Stored items:
•••

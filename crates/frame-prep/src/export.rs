//! CSV export.
//!
//! Output is UTF-8, comma separated, with a header row and no index column.
//! Missing values become empty fields. The same table always serializes to
//! the same bytes.

use crate::error::{Result, ResultExt};
use crate::table::Table;
use polars::prelude::*;
use std::fs::File;
use std::path::Path;
use tracing::info;

/// Serialize a table to CSV bytes.
pub fn to_csv_bytes(table: &Table) -> Result<Vec<u8>> {
    let mut df = table.dataframe().clone();
    let mut buffer = Vec::new();
    CsvWriter::new(&mut buffer)
        .include_header(true)
        .with_separator(b',')
        .with_quote_char(b'"')
        .finish(&mut df)
        .context("Failed to serialize table as CSV")?;
    Ok(buffer)
}

/// Write a table to a CSV file, replacing any existing file.
pub fn write_csv(table: &Table, path: impl AsRef<Path>) -> Result<()> {
    let path = path.as_ref();
    let mut df = table.dataframe().clone();
    let mut file = File::create(path)?;
    CsvWriter::new(&mut file)
        .include_header(true)
        .with_separator(b',')
        .with_quote_char(b'"')
        .finish(&mut df)
        .context(format!("Failed to write {}", path.display()))?;

    info!(
        "Exported {} rows x {} columns to {}",
        table.height(),
        table.width(),
        path.display()
    );
    Ok(())
}
//! CLI entry point for the preparation pipeline.

use anyhow::{Context, Result, anyhow, bail};
use clap::Parser;
use frame_prep::{
    ApplyOutcome, Operation, PipelineConfig, PipelineState, export::write_csv, io::read_table,
};
use serde::Deserialize;
use serde_json::Value;
use std::path::{Path, PathBuf};
use tracing::{debug, error, info};

#[derive(Parser, Debug)]
#[command(
    version,
    about = "Tabular data preparation pipeline",
    long_about = "Loads a CSV or Parquet file, applies a JSON list of preparation steps \
                  in order and writes the result as CSV.\n\n\
                  EXAMPLES:\n  \
                  # Apply steps and export\n  \
                  frame-prep -i data.csv --ops ops.json -o cleaned.csv\n\n  \
                  # Custom outlier thresholds\n  \
                  frame-prep -i data.parquet --ops ops.json -o cleaned.csv --config prep.json\n\n\
                  STEP FORMAT:\n  \
                  [{\"op\": \"impute\", \"columns\": [\"age\"], \"method\": \"median\"},\n   \
                  {\"op\": \"handle_outliers\", \"column\": \"fare\", \"method\": \"iqr\", \"treatment\": \"transform\"}]"
)]
struct Args {
    /// Path to the CSV or Parquet file to process
    #[arg(short, long)]
    input: PathBuf,

    /// JSON file with the list of steps to apply
    #[arg(long)]
    ops: PathBuf,

    /// Path of the CSV file to write
    #[arg(short, long)]
    output: PathBuf,

    /// Optional JSON pipeline configuration
    #[arg(short, long)]
    config: Option<PathBuf>,

    /// Log level (trace, debug, info, warn, error)
    #[arg(short, long, default_value = "info")]
    log_level: String,

    /// Suppress progress output (only show warnings, errors and the summary)
    #[arg(short, long)]
    quiet: bool,
}

#[derive(Debug, Clone, Copy, Deserialize)]
#[serde(rename_all = "snake_case")]
enum DetectionChoice {
    Iqr,
    Zscore,
}

#[derive(Debug, Clone, Copy, Deserialize)]
#[serde(rename_all = "snake_case")]
enum TreatmentChoice {
    Remove,
    Transform,
}

/// Detect then treat with the index set just produced.
#[derive(Debug, Deserialize)]
struct HandleOutliers {
    column: String,
    method: DetectionChoice,
    treatment: TreatmentChoice,
}

#[derive(Debug)]
enum Step {
    Apply(Operation),
    HandleOutliers(HandleOutliers),
}

/// Initialize the tracing subscriber for logging.
fn init_logging(level: &str, quiet: bool) {
    use tracing_subscriber::EnvFilter;

    let effective_level = if quiet { "warn" } else { level };

    let filter =
        EnvFilter::try_from_default_env().unwrap_or_else(|_| EnvFilter::new(effective_level));

    tracing_subscriber::fmt()
        .with_env_filter(filter)
        .with_target(false)
        .init();
}

fn main() -> Result<()> {
    let args = Args::parse();
    init_logging(&args.log_level, args.quiet);

    if !args.input.exists() {
        return Err(anyhow!("Input file not found: {}", args.input.display()));
    }

    let config = load_config(args.config.as_deref())?;
    let steps = load_steps(&args.ops)?;
    info!("Loaded {} steps from {}", steps.len(), args.ops.display());

    let mut state = PipelineState::with_config(config)?;
    state.load(read_table(&args.input)?);

    for (index, step) in steps.iter().enumerate() {
        let summary = run_step(&mut state, step)
            .with_context(|| format!("Step {} failed", index + 1))
            .inspect_err(|e| error!("{:#}", e))?;
        println!("[{}/{}] {}", index + 1, steps.len(), summary);
    }

    let table = state.current()?;
    write_csv(table, &args.output)?;
    println!(
        "Wrote {} rows x {} columns to {} ({} operations applied)",
        table.height(),
        table.width(),
        args.output.display(),
        state.operations_applied()
    );

    Ok(())
}

fn load_config(path: Option<&Path>) -> Result<PipelineConfig> {
    let Some(path) = path else {
        return Ok(PipelineConfig::default());
    };
    let text = std::fs::read_to_string(path)
        .with_context(|| format!("Could not read config {}", path.display()))?;
    let config: PipelineConfig = serde_json::from_str(&text)
        .with_context(|| format!("Invalid config {}", path.display()))?;
    debug!("Using config: {:?}", config);
    Ok(config)
}

fn load_steps(path: &Path) -> Result<Vec<Step>> {
    let text = std::fs::read_to_string(path)
        .with_context(|| format!("Could not read steps {}", path.display()))?;
    let values: Vec<Value> = serde_json::from_str(&text)
        .with_context(|| format!("{} must contain a JSON array of steps", path.display()))?;

    values
        .into_iter()
        .enumerate()
        .map(|(index, value)| {
            let step = if value.get("op").and_then(Value::as_str) == Some("handle_outliers") {
                serde_json::from_value(value).map(Step::HandleOutliers)
            } else {
                serde_json::from_value(value).map(Step::Apply)
            };
            step.with_context(|| format!("Invalid step {}", index + 1))
        })
        .collect()
}

fn run_step(state: &mut PipelineState, step: &Step) -> Result<String> {
    match step {
        Step::Apply(operation) => {
            let outcome = state.apply(operation)?;
            Ok(describe(operation, &outcome))
        }
        Step::HandleOutliers(handle) => {
            let detect = match handle.method {
                DetectionChoice::Iqr => Operation::DetectOutliersIqr {
                    column: handle.column.clone(),
                },
                DetectionChoice::Zscore => Operation::DetectOutliersZscore {
                    column: handle.column.clone(),
                },
            };
            let Some(outliers) = state.apply(&detect)?.outliers().cloned() else {
                bail!("Detection on '{}' returned no index set", handle.column);
            };
            let found = outliers.len();

            let treat = match handle.treatment {
                TreatmentChoice::Remove => Operation::RemoveOutliers {
                    column: handle.column.clone(),
                    outliers,
                },
                TreatmentChoice::Transform => Operation::TransformOutliers {
                    column: handle.column.clone(),
                    outliers,
                },
            };
            let outcome = state.apply(&treat)?;
            Ok(format!(
                "{} outliers detected in '{}' with {}; {}",
                found,
                handle.column,
                detect.name(),
                describe(&treat, &outcome)
            ))
        }
    }
}

fn describe(operation: &Operation, outcome: &ApplyOutcome) -> String {
    match outcome {
        ApplyOutcome::Table(table) => format!(
            "{}: {} rows x {} columns",
            operation.name(),
            table.height(),
            table.width()
        ),
        ApplyOutcome::Outliers(set) => format!(
            "{}: {} outliers in '{}' at rows {:?}",
            operation.name(),
            set.len(),
            set.column(),
            set.positions()
        ),
    }
}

•••

WHAT IS NEEDED:
The response should consist of all the entries, transcribed exactly.

OUTPUT OF THE TASK:
filename crates/frame-prep/src/export.rs
//! CSV export.
//!
//! Output is UTF-8, comma separated, with a header row and no index column.
//! Missing values become empty fields. The same table always serializes to
//! the same bytes.

use crate::error::{Result, ResultExt};
use crate::table::Table;
use polars::prelude::*;
use std::fs::File;
use std::path::Path;
use tracing::info;

/// Serialize a table to CSV bytes.
pub fn to_csv_bytes(table: &Table) -> Result<Vec<u8>> {
    let mut df = table.dataframe().clone();
    let mut buffer = Vec::new();
    CsvWriter::new(&mut buffer)
        .include_header(true)
        .with_separator(b',')
        .with_quote_char(b'"')
        .finish(&mut df)
        .context("Failed to serialize table as CSV")?;
    Ok(buffer)
}

/// Write a table to a CSV file, replacing any existing file.
pub fn write_csv(table: &Table, path: impl AsRef<Path>) -> Result<()> {
    let path = path.as_ref();
    let mut df = table.dataframe().clone();
    let mut file = File::create(path)?;
    CsvWriter::new(&mut file)
        .include_header(true)
        .with_separator(b',')
        .with_quote_char(b'"')
        .finish(&mut df)
        .context(format!("Failed to write {}", path.display()))?;

    info!(
        "Exported {} rows x {} columns to {}",
        table.height(),
        table.width(),
        path.display()
    );
    Ok(())
}
//! CLI entry point for the preparation pipeline.

use anyhow::{Context, Result, anyhow, bail};
use clap::Parser;
use frame_prep::{
    ApplyOutcome, Operation, PipelineConfig, PipelineState, export::write_csv, io::read_table,
};
use serde::Deserialize;
use serde_json::Value;
use std::path::{Path, PathBuf};
use tracing::{debug, error, info};

#[derive(Parser, Debug)]
#[command(
    version,
    about = "Tabular data preparation pipeline",
    long_about = "Loads a CSV or Parquet file, applies a JSON list of preparation steps \
                  in order and writes the result as CSV.\n\n\
                  EXAMPLES:\n  \
                  # Apply steps and export\n  \
                  frame-prep -i data.csv --ops ops.json -o cleaned.csv\n\n  \
                  # Custom outlier thresholds\n  \
                  frame-prep -i data.parquet --ops ops.json -o cleaned.csv --config prep.json\n\n\
                  STEP FORMAT:\n  \
                  [{\"op\": \"impute\", \"columns\": [\"age\"], \"method\": \"median\"},\n   \
                  {\"op\": \"handle_outliers\", \"column\": \"fare\", \"method\": \"iqr\", \"treatment\": \"transform\"}]"
)]
struct Args {
    /// Path to the CSV or Parquet file to process
    #[arg(short, long)]
    input: PathBuf,

    /// JSON file with the list of steps to apply
    #[arg(long)]
    ops: PathBuf,

    /// Path of the CSV file to write
    #[arg(short, long)]
    output: PathBuf,

    /// Optional JSON pipeline configuration
    #[arg(short, long)]
    config: Option<PathBuf>,

    /// Log level (trace, debug, info, warn, error)
    #[arg(short, long, default_value = "info")]
    log_level: String,

    /// Suppress progress output (only show warnings, errors and the summary)
    #[arg(short, long)]
    quiet: bool,
}

#[derive(Debug, Clone, Copy, Deserialize)]
#[serde(rename_all = "snake_case")]
enum DetectionChoice {
    Iqr,
    Zscore,
}

#[derive(Debug, Clone, Copy, Deserialize)]
#[serde(rename_all = "snake_case")]
enum TreatmentChoice {
    Remove,
    Transform,
}

/// Detect then treat with the index set just produced.
#[derive(Debug, Deserialize)]
struct HandleOutliers {
    column: String,
    method: DetectionChoice,
    treatment: TreatmentChoice,
}

#[derive(Debug)]
enum Step {
    Apply(Operation),
    HandleOutliers(HandleOutliers),
}

/// Initialize the tracing subscriber for logging.
fn init_logging(level: &str, quiet: bool) {
    use tracing_subscriber::EnvFilter;

    let effective_level = if quiet { "warn" } else { level };

    let filter =
        EnvFilter::try_from_default_env().unwrap_or_else(|_| EnvFilter::new(effective_level));

    tracing_subscriber::fmt()
        .with_env_filter(filter)
        .with_target(false)
        .init();
}

fn main() -> Result<()> {
    let args = Args::parse();
    init_logging(&args.log_level, args.quiet);

    if !args.input.exists() {
        return Err(anyhow!("Input file not found: {}", args.input.display()));
    }

    let config = load_config(args.config.as_deref())?;
    let steps = load_steps(&args.ops)?;
    info!("Loaded {} steps from {}", steps.len(), args.ops.display());

    let mut state = PipelineState::with_config(config)?;
    state.load(read_table(&args.input)?);

    for (index, step) in steps.iter().enumerate() {
        let summary = run_step(&mut state, step)
            .with_context(|| format!("Step {} failed", index + 1))
            .inspect_err(|e| error!("{:#}", e))?;
        println!("[{}/{}] {}", index + 1, steps.len(), summary);
    }

    let table = state.current()?;
    write_csv(table, &args.output)?;
    println!(
        "Wrote {} rows x {} columns to {} ({} operations applied)",
        table.height(),
        table.width(),
        args.output.display(),
        state.operations_applied()
    );

    Ok(())
}

fn load_config(path: Option<&Path>) -> Result<PipelineConfig> {
    let Some(path) = path else {
        return Ok(PipelineConfig::default());
    };
    let text = std::fs::read_to_string(path)
        .with_context(|| format!("Could not read config {}", path.display()))?;
    let config: PipelineConfig = serde_json::from_str(&text)
        .with_context(|| format!("Invalid config {}", path.display()))?;
    debug!("Using config: {:?}", config);
    Ok(config)
}

fn load_steps(path: &Path) -> Result<Vec<Step>> {
    let text = std::fs::read_to_string(path)
        .with_context(|| format!("Could not read steps {}", path.display()))?;
    let values: Vec<Value> = serde_json::from_str(&text)
        .with_context(|| format!("{} must contain a JSON array of steps", path.display()))?;

    values
        .into_iter()
        .enumerate()
        .map(|(index, value)| {
            let step = if value.get("op").and_then(Value::as_str) == Some("handle_outliers") {
                serde_json::from_value(value).map(Step::HandleOutliers)
            } else {
                serde_json::from_value(value).map(Step::Apply)
            };
            step.with_context(|| format!("Invalid step {}", index + 1))
        })
        .collect()
}

fn run_step(state: &mut PipelineState, step: &Step) -> Result<String> {
    match step {
        Step::Apply(operation) => {
            let outcome = state.apply(operation)?;
            Ok(describe(operation, &outcome))
        }
        Step::HandleOutliers(handle) => {
            let detect = match handle.method {
                DetectionChoice::Iqr => Operation::DetectOutliersIqr {
                    column: handle.column.clone(),
                },
                DetectionChoice::Zscore => Operation::DetectOutliersZscore {
                    column: handle.column.clone(),
                },
            };
            let Some(outliers) = state.apply(&detect)?.outliers().cloned() else {
                bail!("Detection on '{}' returned no index set", handle.column);
            };
            let found = outliers.len();

            let treat = match handle.treatment {
                TreatmentChoice::Remove => Operation::RemoveOutliers {
                    column: handle.column.clone(),
                    outliers,
                },
                TreatmentChoice::Transform => Operation::TransformOutliers {
                    column: handle.column.clone(),
                    outliers,
                },
            };
            let outcome = state.apply(&treat)?;
            Ok(format!(
                "{} outliers detected in '{}' with {}; {}",
                found,
                handle.column,
                detect.name(),
                describe(&treat, &outcome)
            ))
        }
    }
}

fn describe(operation: &Operation, outcome: &ApplyOutcome) -> String {
    match outcome {
        ApplyOutcome::Table(table) => format!(
            "{}: {} rows x {} columns",
            operation.name(),
            table.height(),
            table.width()
        ),
        ApplyOutcome::Outliers(set) => format!(
            "{}: {} outliers in '{}' at rows {:?}",
            operation.name(),
            set.len(),
            set.column(),
            set.positions()
        ),
    }
}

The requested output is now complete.